The Guide should probably be structured to look something like this:

  • 1. What is Conrod
    • A brief summary of 2D GUI, Conrod use-cases.
    • some screenshots / video demos
    • list the available widgets
    • link to examples
    • A brief intro to "Immediate Mode" aka OMG why do I construct the Widget EVERY FRAME?!
      • how does IMGUI work (explain caching etc)
      • why did we use IMGUI (pros/cons)
    • The "Builder Pattern" (why use it, how it works)
  • 2. Using Conrod (to create a basic app GUI)
    • A walk-through showing how to use Conrod to make a GUI with a small demonstration app.
    • Setup a basic window using glium.
    • Create a demo App struct with some dummy data.
    • Writing a ui function for the app.
    • Generate a list of IDs using the widget_ids! macro (not yet implemented).
    • Draw a basic widget (i.e.
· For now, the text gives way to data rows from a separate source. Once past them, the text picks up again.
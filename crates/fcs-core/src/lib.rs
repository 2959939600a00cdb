pub mod auth;
pub mod config;
pub mod error;
pub mod params;
pub mod types;

pub use auth::{AuthMethod, SignedToken};
pub use config::Config;
pub use error::{Error, Result};
pub use params::{ParamValue, Params};
pub use types::{Market, Period};

/// Base URL for the FCS API
pub const FCS_BASE_URL: &str = "https://api-v4.fcsapi.com/";

/// Token lifetime used when none is configured
pub const DEFAULT_TOKEN_EXPIRY_SECS: u64 = 3600;

/// Token lifetimes the API documents; others are sent as-is
pub const TOKEN_EXPIRY_PRESETS: [u64; 5] = [300, 900, 1800, 3600, 86400];

/// Network timeouts
pub const DEFAULT_TIMEOUT_SECS: u64 = 30;
pub const DEFAULT_CONNECT_TIMEOUT_SECS: u64 = 5;

/// Whether `secs` is one of [`TOKEN_EXPIRY_PRESETS`]
pub fn is_documented_token_expiry(secs: u64) -> bool {
  TOKEN_EXPIRY_PRESETS.contains(&secs)
}
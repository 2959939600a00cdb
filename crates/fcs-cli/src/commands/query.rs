use crate::commands::{client, print_response};
use crate::config::Config;
use anyhow::Result;
use clap::Args;
use fcs_client::Params;

#[derive(Args, Debug)]
pub struct QueryCommand {
  /// Endpoint path relative to the API root, e.g. forex/latest
  pub path: String,

  /// Request parameter as key=value; repeatable
  #[arg(short = 'p', long = "param", value_parser = parse_key_val)]
  pub params: Vec<(String, String)>,
}

pub async fn execute(cmd: QueryCommand, config: Config) -> Result<()> {
  let client = client(&config)?;
  let params: Params = cmd.params.into_iter().collect();

  let response = client.execute(&cmd.path, params).await?;
  print_response(&response, &config)
}

fn parse_key_val(s: &str) -> std::result::Result<(String, String), String> {
  let (key, value) =
    s.split_once('=').ok_or_else(|| format!("invalid parameter '{}', expected key=value", s))?;
  if key.trim().is_empty() {
    return Err(format!("invalid parameter '{}', key is empty", s));
  }
  Ok((key.trim().to_string(), value.to_string()))
}
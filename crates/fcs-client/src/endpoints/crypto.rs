use super::{impl_endpoint_base, EndpointBase, MarketEndpoints};

use crate::transport::Transport;
use fcs_core::{Market, Params, Result};
use fcs_models::ApiResponse;
use std::sync::Arc;
use tracing::instrument;

/// Cryptocurrency endpoints
pub struct CryptoEndpoints {
  transport: Arc<Transport>,
}

impl CryptoEndpoints {
  /// Create a new crypto endpoints instance
  pub fn new(transport: Arc<Transport>) -> Self {
    Self { transport }
  }

  /// Convert an amount between two coins or a coin and a fiat currency
  ///
  /// # Arguments
  ///
  /// * `pair1` - The asset to convert from (e.g., "BTC")
  /// * `pair2` - The asset to convert to (e.g., "USDT")
  /// * `amount` - Amount of `pair1` to convert
  #[instrument(skip(self))]
  pub async fn converter(&self, pair1: &str, pair2: &str, amount: f64) -> Result<ApiResponse> {
    let params = Params::new().with("pair1", pair1).with("pair2", pair2).with("amount", amount);
    self.call("converter", params).await
  }

  /// Latest prices of every pair quoted against `base`
  #[instrument(skip(self))]
  pub async fn base_latest(&self, base: &str, exchange: Option<&str>) -> Result<ApiResponse> {
    let params = Params::new().with("symbol", base).with_opt("exchange", exchange);
    self.call("base_latest", params).await
  }

  /// Market cap, supply and rank for a coin
  ///
  /// # Examples
  ///
  /// ```rust,no_run
  /// # use fcs_client::{FcsClient, Config};
  /// # async fn run() -> fcs_client::Result<()> {
  /// # let client = FcsClient::new(Config::from_env()?)?;
  /// let btc = client.crypto().coin_data("BTC").await?;
  /// if let Some(data) = btc.response_data() {
  ///     println!("{}", data);
  /// }
  /// # Ok(())
  /// # }
  /// ```
  #[instrument(skip(self))]
  pub async fn coin_data(&self, symbol: &str) -> Result<ApiResponse> {
    self.call("coin_data", Params::new().with("symbol", symbol)).await
  }
}

impl_endpoint_base!(CryptoEndpoints);

impl MarketEndpoints for CryptoEndpoints {
  fn market(&self) -> Market {
    Market::Crypto
  }
}
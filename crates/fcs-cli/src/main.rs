/*
 *
 *
 *
 *
 * MIT License
 * Copyright (c) 2025. Dwight J. Browne
 * dwight[-at-]dwightjbrowne[-dot-]com
 *
 *
 * Permission is hereby granted, free of charge, to any person obtaining a copy
 * of this software and associated documentation files (the "Software"), to deal
 * in the Software without restriction, including without limitation the rights
 * to use, copy, modify, merge, publish, distribute, sublicense, and/or sell
 * copies of the Software, and to permit persons to whom the Software is
 * furnished to do so, subject to the following conditions:
 *
 * The above copyright notice and this permission notice shall be included in all
 * copies or substantial portions of the Software.
 *
 * THE SOFTWARE IS PROVIDED "AS IS", WITHOUT WARRANTY OF ANY KIND, EXPRESS OR
 * IMPLIED, INCLUDING BUT NOT LIMITED TO THE WARRANTIES OF MERCHANTABILITY,
 * FITNESS FOR A PARTICULAR PURPOSE AND NONINFRINGEMENT. IN NO EVENT SHALL THE
 * AUTHORS OR COPYRIGHT HOLDERS BE LIABLE FOR ANY CLAIM, DAMAGES OR OTHER
 * LIABILITY, WHETHER IN AN ACTION OF CONTRACT, TORT OR OTHERWISE, ARISING FROM,
 * OUT OF OR IN CONNECTION WITH THE SOFTWARE OR THE USE OR OTHER DEALINGS IN THE
 * SOFTWARE.
 */

use anyhow::Result;
use clap::{Parser, Subcommand};
use dotenvy::dotenv;
use tracing_subscriber::EnvFilter;

mod commands;
use commands::{
  market::{HistoryArgs, LatestArgs},
  query::QueryCommand,
  token::TokenCommand,
};

mod config;

#[derive(Parser, Debug)]
#[command(author, version, about, long_about = None)]
#[command(name = "fcs")]
#[command(propagate_version = true)]
struct Cli {
  #[command(subcommand)]
  command: Commands,

  /// Verbose output
  #[arg(short, long, global = true)]
  verbose: bool,
}

#[derive(Subcommand, Debug)]
enum Commands {
  /// Print a signed token for use by an untrusted client
  Token(TokenCommand),
  /// Call any endpoint with raw key=value parameters
  Query(QueryCommand),
  /// Latest price for a symbol
  Latest(LatestArgs),
  /// Historical candles for a symbol
  History(HistoryArgs),
}

#[tokio::main]
async fn main() -> Result<()> {
  // Load environment variables
  dotenv().ok();

  // Parse CLI arguments
  let cli = Cli::parse();

  // Initialize logging; RUST_LOG wins over --verbose
  let log_level = if cli.verbose { "debug" } else { "info" };
  let filter = EnvFilter::try_from_default_env().unwrap_or_else(|_| EnvFilter::new(log_level));
  tracing_subscriber::fmt().with_env_filter(filter).with_writer(std::io::stderr).init();

  // Load configuration
  let config = config::Config::from_env()?;

  // Execute command
  match cli.command {
    Commands::Token(cmd) => commands::token::execute(cmd, config)?,
    Commands::Query(cmd) => commands::query::execute(cmd, config).await?,
    Commands::Latest(args) => commands::market::latest(args, config).await?,
    Commands::History(args) => commands::market::history(args, config).await?,
  }

  Ok(())
}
Button).
    • Demo Positionable, Colorable, etc traits (show where to find all available builder methods / traits for a widget in the docs).
    • Slightly more complicated widget (DropDownList)
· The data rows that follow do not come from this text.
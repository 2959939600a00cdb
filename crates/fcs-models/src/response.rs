/*
 *
 *
 *
 *
 * MIT License
 * Copyright (c) 2025. Dwight J. Browne
 * dwight[-dot-]browne[-at-]dwightjbrowne[-dot-]com
 *
 *
 * Permission is hereby granted, free of charge, to any person obtaining a copy
 * of this software and associated documentation files (the "Software"), to deal
 * in the Software without restriction, including without limitation the rights
 * to use, copy, modify, merge, publish, distribute, sublicense, and/or sell
 * copies of the Software, and to permit persons to whom the Software is
 * furnished to do so, subject to the following conditions:
 *
 * The above copyright notice and this permission notice shall be included in all
 * copies or substantial portions of the Software.
 *
 * THE SOFTWARE IS PROVIDED "AS IS", WITHOUT WARRANTY OF ANY KIND, EXPRESS OR
 * IMPLIED, INCLUDING BUT NOT LIMITED TO THE WARRANTIES OF MERCHANTABILITY,
 * FITNESS FOR A PARTICULAR PURPOSE AND NONINFRINGEMENT. IN NO EVENT SHALL THE
 * AUTHORS OR COPYRIGHT HOLDERS BE LIABLE FOR ANY CLAIM, DAMAGES OR OTHER
 * LIABILITY, WHETHER IN AN ACTION OF CONTRACT, TORT OR OTHERWISE, ARISING FROM,
 * OUT OF OR IN CONNECTION WITH THE SOFTWARE OR THE USE OR OTHER DEALINGS IN THE
 * SOFTWARE.
 */

//! The JSON envelope every FCS API endpoint returns

use chrono::NaiveDateTime;
use serde::de::DeserializeOwned;
use serde::{Deserialize, Serialize};
use serde_json::{Map, Value};

/// Message reported when a failed response carries no `msg`
pub const UNKNOWN_ERROR: &str = "Unknown error";

/// A parsed API response.
///
/// Kept as a string-keyed JSON object rather than a fixed struct: the
/// envelope fields (`status`, `code`, `msg`, `response`, `info`) are read
/// through accessors and anything else the server adds is preserved.
#[derive(Debug, Clone, Default, PartialEq, Serialize, Deserialize)]
#[serde(transparent)]
pub struct ApiResponse(Map<String, Value>);

impl ApiResponse {
  /// Wrap an already parsed JSON object
  pub fn new(fields: Map<String, Value>) -> Self {
    Self(fields)
  }

  /// Parse a response body; anything other than a JSON object is an error
  pub fn from_json(body: &str) -> serde_json::Result<Self> {
    serde_json::from_str(body)
  }

  /// Synthetic failure recorded when no usable response was received
  pub fn request_error(msg: impl Into<String>) -> Self {
    let mut fields = Map::new();
    fields.insert("status".to_string(), Value::Bool(false));
    fields.insert("code".to_string(), Value::from(0));
    fields.insert("msg".to_string(), Value::String(msg.into()));
    fields.insert("response".to_string(), Value::Null);
    Self(fields)
  }

  /// True iff `status` is the boolean `true`
  pub fn is_success(&self) -> bool {
    matches!(self.0.get("status"), Some(Value::Bool(true)))
  }

  pub fn status(&self) -> Option<bool> {
    self.0.get("status").and_then(Value::as_bool)
  }

  pub fn code(&self) -> Option<i64> {
    self.0.get("code").and_then(Value::as_i64)
  }

  pub fn msg(&self) -> Option<&str> {
    self.0.get("msg").and_then(Value::as_str)
  }

  /// `None` on success, otherwise the server message or [`UNKNOWN_ERROR`]
  pub fn error(&self) -> Option<&str> {
    if self.is_success() {
      None
    } else {
      Some(self.msg().unwrap_or(UNKNOWN_ERROR))
    }
  }

  /// The `response` payload; `None` when absent or null
  pub fn response_data(&self) -> Option<&Value> {
    self.0.get("response").filter(|v| !v.is_null())
  }

  /// Deserialize the `response` payload into a caller-chosen type
  pub fn data_as<T: DeserializeOwned>(&self) -> serde_json::Result<Option<T>> {
    self.response_data().map(|v| T::deserialize(v)).transpose()
  }

  /// The `info` block (server time, credit usage) if the server sent one
  pub fn info(&self) -> Option<ResponseInfo> {
    self.0.get("info").and_then(|v| ResponseInfo::deserialize(v).ok())
  }

  pub fn get(&self, key: &str) -> Option<&Value> {
    self.0.get(key)
  }

  pub fn as_map(&self) -> &Map<String, Value> {
    &self.0
  }

  pub fn into_map(self) -> Map<String, Value> {
    self.0
  }

  pub fn into_value(self) -> Value {
    Value::Object(self.0)
  }
}

impl From<Map<String, Value>> for ApiResponse {
  fn from(fields: Map<String, Value>) -> Self {
    Self(fields)
  }
}

/// Metadata the server attaches next to the payload
#[derive(Debug, Clone, Default, PartialEq, Serialize, Deserialize)]
pub struct ResponseInfo {
  /// Server clock, `YYYY-MM-DD HH:MM:SS` UTC
  #[serde(default, skip_serializing_if = "Option::is_none")]
  pub server_time: Option<String>,

  /// Credits consumed by this request
  #[serde(default, skip_serializing_if = "Option::is_none")]
  pub credit_count: Option<i64>,

  #[serde(flatten)]
  pub extra: Map<String, Value>,
}

impl ResponseInfo {
  pub fn server_time_utc(&self) -> Option<NaiveDateTime> {
    self
      .server_time
      .as_deref()
      .and_then(|t| NaiveDateTime::parse_from_str(t, "%Y-%m-%d %H:%M:%S").ok())
  }
}

#[cfg(test)]
mod tests {
  use super::*;
  use serde_json::json;

  #[test]
  fn test_success_response() {
    let body = r#"{
      "status": true,
      "code": 200,
      "msg": "Successfully",
      "response": [{"id": "1", "s": "EUR/USD", "c": "1.0850"}],
      "info": {"server_time": "2024-01-15 16:00:00", "credit_count": 1}
    }"#;
    let response = ApiResponse::from_json(body).unwrap();

    assert!(response.is_success());
    assert_eq!(response.code(), Some(200));
    assert_eq!(response.error(), None);
    assert_eq!(response.response_data().unwrap()[0]["s"], "EUR/USD");

    let info = response.info().unwrap();
    assert_eq!(info.credit_count, Some(1));
    assert_eq!(
      info.server_time_utc().unwrap().format("%H:%M").to_string(),
      "16:00"
    );
  }

  #[test]
  fn test_application_error_passes_through() {
    let response =
      ApiResponse::from_json(r#"{"status": false, "code": 101, "msg": "Invalid symbol"}"#).unwrap();

    assert!(!response.is_success());
    assert_eq!(response.status(), Some(false));
    assert_eq!(response.error(), Some("Invalid symbol"));
    assert!(response.response_data().is_none());
  }

  #[test]
  fn test_status_must_be_boolean_true() {
    let response = ApiResponse::from_json(r#"{"status": "true", "response": {}}"#).unwrap();
    assert!(!response.is_success());
    assert_eq!(response.error(), Some(UNKNOWN_ERROR));

    let response = ApiResponse::from_json(r#"{"status": 1}"#).unwrap();
    assert!(!response.is_success());
  }

  #[test]
  fn test_request_error_shape() {
    let response = ApiResponse::request_error("Request Error: connection refused");

    assert_eq!(
      response.clone().into_value(),
      json!({"status": false, "code": 0, "msg": "Request Error: connection refused", "response": null})
    );
    assert_eq!(response.error(), Some("Request Error: connection refused"));
    assert!(response.response_data().is_none());
  }

  #[test]
  fn test_non_object_body_is_rejected() {
    assert!(ApiResponse::from_json("[1, 2, 3]").is_err());
    assert!(ApiResponse::from_json("<html>502 Bad Gateway</html>").is_err());
  }

  #[test]
  fn test_data_as() {
    #[derive(Deserialize)]
    struct Quote {
      s: String,
      c: String,
    }

    let response = ApiResponse::from_json(
      r#"{"status": true, "response": [{"s": "BTC/USDT", "c": "43000.5"}]}"#,
    )
    .unwrap();
    let quotes: Vec<Quote> = response.data_as().unwrap().unwrap();

    assert_eq!(quotes.len(), 1);
    assert_eq!(quotes[0].s, "BTC/USDT");
    assert_eq!(quotes[0].c, "43000.5");
  }
}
    • Attach widgets to a parent "canvas" (demo different internal canvasses).
  • 3. Using and Customising Themes
    • Explanation of how Conrod uses Themes.
    • How to use a Theme (load from json).
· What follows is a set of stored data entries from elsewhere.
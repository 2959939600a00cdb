use super::{impl_endpoint_base, EndpointBase, MarketEndpoints};

use crate::transport::Transport;
use fcs_core::{Market, Params, Result};
use fcs_models::ApiResponse;
use std::sync::Arc;
use tracing::instrument;

/// Stock and index endpoints
pub struct StockEndpoints {
  transport: Arc<Transport>,
}

impl StockEndpoints {
  /// Create a new stock endpoints instance
  pub fn new(transport: Arc<Transport>) -> Self {
    Self { transport }
  }

  /// Market indices, optionally limited to one country or exchange
  #[instrument(skip(self))]
  pub async fn indices(&self, country: Option<&str>, exchange: Option<&str>) -> Result<ApiResponse> {
    let params = Params::new().with_opt("country", country).with_opt("exchange", exchange);
    self.call("indices", params).await
  }

  /// Financial statements for a company
  ///
  /// # Arguments
  ///
  /// * `symbol` - The ticker (e.g., "AAPL")
  /// * `kind` - Optional statement type: "income", "balance" or "cash"
  ///
  /// # Examples
  ///
  /// ```rust,no_run
  /// # use fcs_client::{FcsClient, Config};
  /// # async fn run() -> fcs_client::Result<()> {
  /// # let client = FcsClient::new(Config::from_env()?)?;
  /// let income = client.stock().financials("AAPL", Some("income")).await?;
  /// if !income.is_success() {
  ///     eprintln!("{}", income.error().unwrap_or_default());
  /// }
  /// # Ok(())
  /// # }
  /// ```
  #[instrument(skip(self))]
  pub async fn financials(&self, symbol: &str, kind: Option<&str>) -> Result<ApiResponse> {
    let params = Params::new().with("symbol", symbol).with_opt("type", kind);
    self.call("financials", params).await
  }

  /// Reported and estimated earnings
  #[instrument(skip(self))]
  pub async fn earnings(&self, symbol: &str) -> Result<ApiResponse> {
    self.call("earnings", Params::new().with("symbol", symbol)).await
  }

  /// Dividend history
  #[instrument(skip(self))]
  pub async fn dividends(&self, symbol: &str) -> Result<ApiResponse> {
    self.call("dividends", Params::new().with("symbol", symbol)).await
  }
}

impl_endpoint_base!(StockEndpoints);

impl MarketEndpoints for StockEndpoints {
  fn market(&self) -> Market {
    Market::Stock
  }
}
    • How to make a custom Theme (use in demo app from previous chapter).
    • How to add custom widget styling to a Theme.
  • 4. Designing custom Widgets using Conrod's Widget trait
    • Start with basics by demoing how to make a Button.
    • Discuss how widget state is stored within the Graph and how each of the different types of IDs/indices relate to each other.
    • Move on to a more advanced example composing a widget from other widgets.
  • 5. How to use Conrod with your own backend
    • Demo how to use conrod's render::Primitives to draw to a custom backend.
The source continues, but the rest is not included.